# What needs to be done
Pick every line from the data below that contains the string "allow" and copy it.

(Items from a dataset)
⁂

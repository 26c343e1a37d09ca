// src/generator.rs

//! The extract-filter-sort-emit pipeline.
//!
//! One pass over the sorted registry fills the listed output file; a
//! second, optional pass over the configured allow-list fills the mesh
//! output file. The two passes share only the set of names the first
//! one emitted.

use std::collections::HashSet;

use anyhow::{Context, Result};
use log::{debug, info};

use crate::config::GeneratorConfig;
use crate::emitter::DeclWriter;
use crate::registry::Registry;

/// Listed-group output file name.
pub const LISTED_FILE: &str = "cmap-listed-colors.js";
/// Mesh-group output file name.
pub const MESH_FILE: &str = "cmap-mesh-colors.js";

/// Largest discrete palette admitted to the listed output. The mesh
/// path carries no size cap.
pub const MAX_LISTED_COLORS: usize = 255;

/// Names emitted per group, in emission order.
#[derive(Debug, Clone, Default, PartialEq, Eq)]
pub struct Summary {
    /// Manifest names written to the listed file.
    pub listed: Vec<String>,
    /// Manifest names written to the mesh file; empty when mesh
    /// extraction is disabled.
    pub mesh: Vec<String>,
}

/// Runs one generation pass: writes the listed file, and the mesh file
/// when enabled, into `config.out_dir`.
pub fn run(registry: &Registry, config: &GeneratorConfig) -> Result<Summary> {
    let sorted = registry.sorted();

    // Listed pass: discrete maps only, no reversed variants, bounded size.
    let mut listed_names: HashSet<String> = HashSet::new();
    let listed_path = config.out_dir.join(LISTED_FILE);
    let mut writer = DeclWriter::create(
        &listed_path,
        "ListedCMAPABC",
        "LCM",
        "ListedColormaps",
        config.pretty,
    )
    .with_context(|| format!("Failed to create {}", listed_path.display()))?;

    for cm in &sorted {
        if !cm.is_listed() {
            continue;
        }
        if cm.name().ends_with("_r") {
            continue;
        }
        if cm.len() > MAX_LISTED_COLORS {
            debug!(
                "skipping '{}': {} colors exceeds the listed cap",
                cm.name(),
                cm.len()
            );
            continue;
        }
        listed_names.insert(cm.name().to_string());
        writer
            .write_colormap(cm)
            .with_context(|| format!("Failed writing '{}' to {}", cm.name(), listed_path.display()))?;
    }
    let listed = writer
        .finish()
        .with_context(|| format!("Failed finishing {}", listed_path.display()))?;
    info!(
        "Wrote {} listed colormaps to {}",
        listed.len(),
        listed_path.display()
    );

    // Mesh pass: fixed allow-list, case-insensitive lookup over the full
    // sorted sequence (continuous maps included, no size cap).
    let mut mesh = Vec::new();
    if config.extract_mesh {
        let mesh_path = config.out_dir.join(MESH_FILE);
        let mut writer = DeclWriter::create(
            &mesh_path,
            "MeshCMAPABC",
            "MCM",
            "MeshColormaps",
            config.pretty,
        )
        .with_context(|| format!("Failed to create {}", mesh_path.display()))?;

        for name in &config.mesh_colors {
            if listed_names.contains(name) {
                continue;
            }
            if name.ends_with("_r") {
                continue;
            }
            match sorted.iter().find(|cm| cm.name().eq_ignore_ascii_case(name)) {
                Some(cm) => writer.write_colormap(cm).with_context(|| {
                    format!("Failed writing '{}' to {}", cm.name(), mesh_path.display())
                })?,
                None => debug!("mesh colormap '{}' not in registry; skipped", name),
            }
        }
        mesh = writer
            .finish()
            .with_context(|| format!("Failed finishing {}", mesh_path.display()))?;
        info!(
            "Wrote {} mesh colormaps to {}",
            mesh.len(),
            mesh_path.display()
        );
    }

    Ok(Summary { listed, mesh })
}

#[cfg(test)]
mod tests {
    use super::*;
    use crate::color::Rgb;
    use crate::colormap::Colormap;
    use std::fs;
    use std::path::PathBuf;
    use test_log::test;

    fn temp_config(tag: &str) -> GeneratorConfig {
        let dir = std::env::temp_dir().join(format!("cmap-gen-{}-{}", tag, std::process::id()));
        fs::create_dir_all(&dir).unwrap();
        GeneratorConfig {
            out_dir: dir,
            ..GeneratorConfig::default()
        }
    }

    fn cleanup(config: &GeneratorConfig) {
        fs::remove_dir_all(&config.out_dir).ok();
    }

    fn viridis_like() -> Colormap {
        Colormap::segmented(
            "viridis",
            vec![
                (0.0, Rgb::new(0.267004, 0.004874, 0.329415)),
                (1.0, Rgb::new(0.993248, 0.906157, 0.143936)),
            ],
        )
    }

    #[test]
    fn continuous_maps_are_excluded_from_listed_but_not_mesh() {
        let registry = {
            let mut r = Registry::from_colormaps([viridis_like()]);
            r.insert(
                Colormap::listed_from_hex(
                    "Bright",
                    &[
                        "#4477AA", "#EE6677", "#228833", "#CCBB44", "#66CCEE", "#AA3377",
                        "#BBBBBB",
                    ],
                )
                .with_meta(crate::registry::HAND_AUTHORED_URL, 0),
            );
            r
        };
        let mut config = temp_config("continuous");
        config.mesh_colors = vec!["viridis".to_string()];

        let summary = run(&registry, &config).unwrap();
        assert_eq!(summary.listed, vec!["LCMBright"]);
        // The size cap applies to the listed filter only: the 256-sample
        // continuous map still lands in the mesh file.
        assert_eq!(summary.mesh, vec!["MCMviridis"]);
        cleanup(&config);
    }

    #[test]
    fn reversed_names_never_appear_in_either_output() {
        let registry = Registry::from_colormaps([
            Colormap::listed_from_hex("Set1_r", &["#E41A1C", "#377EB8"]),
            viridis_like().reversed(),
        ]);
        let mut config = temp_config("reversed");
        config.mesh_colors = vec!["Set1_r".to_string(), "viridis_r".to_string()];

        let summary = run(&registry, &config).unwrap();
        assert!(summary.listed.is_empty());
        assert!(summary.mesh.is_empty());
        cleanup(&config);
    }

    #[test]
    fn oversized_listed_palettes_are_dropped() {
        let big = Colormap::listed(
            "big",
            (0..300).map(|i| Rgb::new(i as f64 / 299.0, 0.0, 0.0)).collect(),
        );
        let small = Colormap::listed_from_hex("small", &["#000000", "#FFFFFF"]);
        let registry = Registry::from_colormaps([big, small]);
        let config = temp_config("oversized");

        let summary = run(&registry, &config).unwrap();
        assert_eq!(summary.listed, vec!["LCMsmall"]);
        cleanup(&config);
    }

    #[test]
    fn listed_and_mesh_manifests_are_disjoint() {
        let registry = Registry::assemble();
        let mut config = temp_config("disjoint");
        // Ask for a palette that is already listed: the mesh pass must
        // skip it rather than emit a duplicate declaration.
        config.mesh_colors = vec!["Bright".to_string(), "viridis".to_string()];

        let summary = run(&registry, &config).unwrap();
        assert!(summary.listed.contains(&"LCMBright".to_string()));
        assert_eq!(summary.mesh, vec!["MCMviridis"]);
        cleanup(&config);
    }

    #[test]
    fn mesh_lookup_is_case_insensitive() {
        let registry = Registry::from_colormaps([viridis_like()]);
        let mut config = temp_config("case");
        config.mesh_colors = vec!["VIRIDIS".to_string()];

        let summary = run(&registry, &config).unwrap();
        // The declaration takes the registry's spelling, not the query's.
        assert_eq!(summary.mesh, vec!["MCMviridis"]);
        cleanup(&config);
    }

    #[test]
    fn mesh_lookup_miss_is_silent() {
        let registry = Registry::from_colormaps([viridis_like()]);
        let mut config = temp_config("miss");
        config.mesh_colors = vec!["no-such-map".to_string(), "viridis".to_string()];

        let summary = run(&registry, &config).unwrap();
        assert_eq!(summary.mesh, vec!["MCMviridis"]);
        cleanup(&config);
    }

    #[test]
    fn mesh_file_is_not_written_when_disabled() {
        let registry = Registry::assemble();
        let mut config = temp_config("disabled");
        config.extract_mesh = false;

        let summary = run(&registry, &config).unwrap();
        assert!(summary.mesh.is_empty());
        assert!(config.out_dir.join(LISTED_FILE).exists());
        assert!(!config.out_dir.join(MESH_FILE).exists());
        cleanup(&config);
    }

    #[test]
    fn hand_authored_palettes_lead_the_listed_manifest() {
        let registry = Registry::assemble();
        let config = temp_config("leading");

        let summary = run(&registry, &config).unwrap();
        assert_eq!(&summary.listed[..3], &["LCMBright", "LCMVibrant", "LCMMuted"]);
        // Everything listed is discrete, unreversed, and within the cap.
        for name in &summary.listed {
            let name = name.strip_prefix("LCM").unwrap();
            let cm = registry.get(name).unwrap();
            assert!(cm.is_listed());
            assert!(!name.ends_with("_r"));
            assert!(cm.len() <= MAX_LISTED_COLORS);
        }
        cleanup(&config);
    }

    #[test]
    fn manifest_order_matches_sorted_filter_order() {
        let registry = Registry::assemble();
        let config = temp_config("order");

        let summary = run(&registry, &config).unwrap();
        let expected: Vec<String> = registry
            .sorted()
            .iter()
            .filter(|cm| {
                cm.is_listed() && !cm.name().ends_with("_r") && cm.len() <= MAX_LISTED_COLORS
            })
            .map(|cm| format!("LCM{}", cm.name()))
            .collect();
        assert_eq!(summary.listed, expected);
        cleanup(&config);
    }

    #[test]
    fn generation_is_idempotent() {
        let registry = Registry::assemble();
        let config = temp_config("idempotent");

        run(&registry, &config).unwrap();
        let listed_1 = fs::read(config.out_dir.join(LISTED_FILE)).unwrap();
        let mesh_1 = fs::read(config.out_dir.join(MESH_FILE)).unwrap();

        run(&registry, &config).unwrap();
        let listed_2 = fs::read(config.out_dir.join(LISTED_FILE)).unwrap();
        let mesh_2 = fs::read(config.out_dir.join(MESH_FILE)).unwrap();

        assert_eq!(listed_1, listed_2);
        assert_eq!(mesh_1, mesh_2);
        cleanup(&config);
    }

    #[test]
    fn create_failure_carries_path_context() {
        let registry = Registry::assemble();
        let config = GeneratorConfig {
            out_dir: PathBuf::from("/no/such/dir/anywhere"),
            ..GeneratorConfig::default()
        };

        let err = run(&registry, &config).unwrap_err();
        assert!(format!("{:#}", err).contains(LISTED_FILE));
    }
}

⁂

# Answer to this task
//! second, optional pass over the configured allow-list fills the mesh
    // Mesh pass: fixed allow-list, case-insensitive lookup over the full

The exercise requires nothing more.